Console or PC, western or eastern, all of these games have one thing in common: they use stats, systems, and storytelling to let players find their own stories, fostering communities by giving players a sense of ownership over their worlds. In a world with boundless entertainment options, developers have come to realize that the game that does the best job of holding your attention wins, and that’s what RPGs have done for more than 40 years. Just ask Ubisoft, who have functionally turned Assassin’s Creed into an open-world RPG, or Bungie, who have repurposed the D&D dungeon crawl in the service of building its almighty “endgame content.”
One way or another, games are still chasing the same high as the RPGs of the 1980s – the feeling of camaraderie and boundless possibility that sat at the core of the very best D&D sessions, inspiring an entire generation of developers. I’d like to keep exploring that. Over the next few months I’ll be talking to developers, seeking out unique community stories, and delving into the best the genre has to offer.

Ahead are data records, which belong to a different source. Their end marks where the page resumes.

//! # Schemas Subcommand
//!
//! Lists the registered schema names in registration order, one per line.

use std::io::Write;

use apidecl_schema::Registry;

/// Write every registered schema name to `out`.
pub fn run_schemas(out: &mut dyn Write) -> anyhow::Result<()> {
    for (name, _) in Registry::global().nodes() {
        writeln!(out, "{name}")?;
    }
    Ok(())
}

#[cfg(test)]
mod tests {
    use super::*;

    #[test]
    fn test_lists_leaves_before_roots() {
        let mut out = Vec::new();
        run_schemas(&mut out).unwrap();
        let text = String::from_utf8(out).unwrap();
        let names: Vec<&str> = text.lines().collect();
        assert_eq!(names.len(), 11);
        assert_eq!(names.first(), Some(&"Items"));
        assert_eq!(names.last(), Some(&"APIDeclaration"));
    }
}
//! Node tables for the Swagger 1.2 resource listing and API declaration
//! documents. Leaves are declared first so every `Shape::node` points at an
//! already-built node.

use crate::node::{SchemaNode, Shape};
use crate::registry::{Registry, SWAGGER_VERSION};

const PARAM_TYPES: &[&str] = &["path", "query", "body", "header", "form"];
const HTTP_METHODS: &[&str] = &["GET", "HEAD", "POST", "PUT", "PATCH", "DELETE", "OPTIONS"];

const SWAGGER_VERSION_DOC: &str = "Specifies the Swagger Specification version being used. \
     It can be used by the Swagger UI and other clients to interpret the API listing. \
     The value MUST be an existing Swagger specification version.";
const API_VERSION_DOC: &str = "Provides the version of the application API \
     (not to be confused by the specification version).";
const BASE_PATH_DOC: &str = "The root URL serving the API. The value SHOULD be in the format of a URL.";
const AUTHORIZATIONS_DOC: &str =
    "Provides information about the authorization schemes allowed on this API.";

/// A list of MIME types.
fn mime_types() -> Shape {
    Shape::array_of(Shape::string())
}

pub(crate) fn swagger_1_2() -> Registry {
    let swagger_version = || Shape::one_of(&[SWAGGER_VERSION]);

    let items = SchemaNode::builder("Items")
        .optional("type", Shape::string(), "")
        .optional("$ref", Shape::string(), "")
        .build();

    let response_message = SchemaNode::builder("ResponseMessage")
        .required(
            "code",
            Shape::number(),
            "The HTTP status code returned. The value SHOULD be one of the status codes \
             as described in RFC 2616 - Section 10.",
        )
        .required(
            "message",
            Shape::string(),
            "The explanation for the status code. It SHOULD be the reason an error is \
             received if an error status code is used.",
        )
        .optional("responseModel", Shape::string(), "The return type for the given response.")
        .build();

    let parameter = SchemaNode::builder("Parameter")
        .required(
            "paramType",
            Shape::one_of(PARAM_TYPES),
            "The type of the parameter (that is, the location of the parameter in the \
             request). Note that the values MUST be lower case.",
        )
        .required(
            "name",
            Shape::string(),
            "The unique name for the parameter. Each name MUST be unique, even if they are \
             associated with different paramType values. Parameter names are case sensitive.",
        )
        .required("type", Shape::string(), "Type of the parameter.")
        .optional("format", Shape::string(), "")
        .optional("minimum", Shape::string(), "")
        .optional("maximum", Shape::string(), "")
        .optional("items", Shape::node(&items), "")
        .optional("defaultValue", Shape::string(), "")
        .optional("enum", Shape::array_of(Shape::string_allow_empty()), "")
        .optional("description", Shape::string(), "A brief description of this parameter.")
        .optional(
            "required",
            Shape::boolean(),
            "A flag to note whether this parameter is required. If paramType is \"path\" \
             then this field MUST be included and have the value true.",
        )
        .optional(
            "allowMultiple",
            Shape::boolean(),
            "Another way to allow multiple values for a \"query\" parameter. The field may \
             be used only if paramType is \"query\", \"header\" or \"path\".",
        )
        .build();

    let operation = SchemaNode::builder("Operation")
        .required(
            "method",
            Shape::one_of(HTTP_METHODS),
            "The HTTP method required to invoke this operation. The values MUST be in uppercase.",
        )
        .optional(
            "summary",
            Shape::string(),
            "A short summary of what the operation does. For maximum readability in the \
             swagger-ui, this field SHOULD be less than 120 characters.",
        )
        .optional(
            "notes",
            Shape::string_allow_empty(),
            "A verbose explanation of the operation behavior.",
        )
        .required(
            "nickname",
            Shape::string(),
            "A unique id for the operation that can be used by tools reading the output for \
             further and easier manipulation. The value MUST be alphanumeric and may include \
             underscores. Whitespace characters are not allowed.",
        )
        .optional("authorizations", Shape::Any, AUTHORIZATIONS_DOC)
        .required("type", Shape::string(), "")
        .optional("items", Shape::node(&items), "")
        .optional(
            "parameters",
            Shape::array_of(Shape::node(&parameter)),
            "The inputs to the operation.",
        )
        .optional(
            "responseMessages",
            Shape::array_of(Shape::node(&response_message)),
            "Lists the possible response statuses that can return from the operation.",
        )
        .optional(
            "produces",
            mime_types(),
            "A list of MIME types this operation can produce. This overrides the global \
             produces definition at the root of the API Declaration.",
        )
        .optional(
            "consumes",
            mime_types(),
            "A list of MIME types this operation can consume. This overrides the global \
             consumes definition at the root of the API Declaration.",
        )
        .optional(
            "deprecated",
            Shape::boolean(),
            "Declares this operation to be deprecated.",
        )
        .build();

    let api = SchemaNode::builder("API")
        .required(
            "path",
            Shape::string(),
            "The relative path to the operation, from the basePath, which this operation \
             describes. The value SHOULD be in a relative (URL) path format.",
        )
        .optional("description", Shape::string(), "A short description of the resource.")
        .optional(
            "operations",
            Shape::array_of(Shape::node(&operation)),
            "A list of the API operations available on this path. There MUST NOT be more \
             than one Operation Object per method in the array.",
        )
        .build();

    let property = SchemaNode::builder("Property")
        .optional("type", Shape::string(), "Type of the property.")
        .optional("format", Shape::string(), "")
        .optional("minimum", Shape::string(), "")
        .optional("maximum", Shape::string(), "")
        .optional("required", Shape::boolean(), "")
        .optional("defaultValue", Shape::string(), "")
        .optional("enum", Shape::array_of(Shape::string()), "")
        .optional("$ref", Shape::string(), "")
        .optional("items", Shape::node(&items), "")
        .optional("description", Shape::string(), "A brief description of this property.")
        .build();

    let model = SchemaNode::builder("Model")
        .optional("type", Shape::string(), "")
        .required(
            "id",
            Shape::string(),
            "A unique identifier for the model. This MUST be the name given to {Model Name}.",
        )
        .optional("description", Shape::string(), "A brief description of this model.")
        .optional(
            "required",
            Shape::array_of(Shape::string()),
            "A definition of which properties MUST exist when a model instance is produced. \
             The values MUST be the {Property Name} of one of the properties.",
        )
        .optional("properties", Shape::map_of(Shape::node(&property)), "")
        .optional(
            "subTypes",
            Shape::array_of(Shape::string()),
            "List of the model ids that inherit from this model. There MUST NOT be a cyclic \
             definition of inheritance nor multiple inheritance. All sub-models MUST be \
             defined in the same API Declaration.",
        )
        .optional(
            "discriminator",
            Shape::string(),
            "MUST be included only if subTypes is included. The value MUST be a name of one \
             of the properties in this model, and that field MUST be in the required list.",
        )
        .build();

    let api_reference = SchemaNode::builder("APIReference")
        .required(
            "path",
            Shape::string(),
            "A relative path to the API declaration from the path used to retrieve this \
             Resource Listing.",
        )
        .optional("description", Shape::string(), "A short description of the resource.")
        .build();

    let info = SchemaNode::builder("Info")
        .required("title", Shape::string(), "The title of the application.")
        .required("description", Shape::string(), "A short description of the application.")
        .optional("termsOfServiceUrl", Shape::string(), "A URL to the Terms of Service of the API.")
        .optional(
            "contact",
            Shape::string(),
            "An email to be used for API-related correspondence.",
        )
        .optional("license", Shape::string(), "The license name used for the API.")
        .optional("licenseUrl", Shape::string(), "A URL to the license used for the API.")
        .build();

    let resource_listing = SchemaNode::builder("ResourceListing")
        .required("swaggerVersion", swagger_version(), SWAGGER_VERSION_DOC)
        .optional("apiVersion", Shape::string(), API_VERSION_DOC)
        .optional("basePath", Shape::string(), BASE_PATH_DOC)
        .required(
            "apis",
            Shape::array_of(Shape::node(&api_reference)),
            "Lists the resources to be described by this specification implementation. \
             The array can have 0 or more elements.",
        )
        .optional(
            "info",
            Shape::node(&info),
            "Provides metadata about the API.",
        )
        .optional("authorizations", Shape::Any, AUTHORIZATIONS_DOC)
        .build();

    let api_declaration = SchemaNode::builder("APIDeclaration")
        .required("swaggerVersion", swagger_version(), SWAGGER_VERSION_DOC)
        .optional("apiVersion", Shape::string(), API_VERSION_DOC)
        .optional("basePath", Shape::string(), BASE_PATH_DOC)
        .optional(
            "resourcePath",
            Shape::string(),
            "The relative path to the resource, from the basePath, which this API \
             Specification describes. The value MUST precede with a forward slash (\"/\").",
        )
        .required(
            "apis",
            Shape::array_of(Shape::node(&api)),
            "A list of the APIs exposed on this resource. There MUST NOT be more than one \
             API Object per path in the array.",
        )
        .optional("models", Shape::map_of(Shape::node(&model)), "")
        .optional(
            "produces",
            mime_types(),
            "A list of MIME types the APIs on this resource can produce.",
        )
        .optional(
            "consumes",
            mime_types(),
            "A list of MIME types the APIs on this resource can consume.",
        )
        .optional("authorizations", Shape::Any, AUTHORIZATIONS_DOC)
        .build();

    Registry {
        items,
        response_message,
        parameter,
        operation,
        api,
        property,
        model,
        api_reference,
        info,
        resource_listing,
        api_declaration,
    }
}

I’ll also be working to surface some of the smaller RPGs that might be worth your attention amid the constant flood of new releases.
Whatever form games take in the future, I’m sure RPGs will have a large part to play, as they always have. When Gary Gygax and Don Kaye took their love of wargaming and applied it to fantasy adventuring, they were unknowingly creating the unpinning for not just the RPG genre, but gaming at large. That’s worth understanding more deeply.
So thanks for joining me on this journey. Let’s see what’s out there.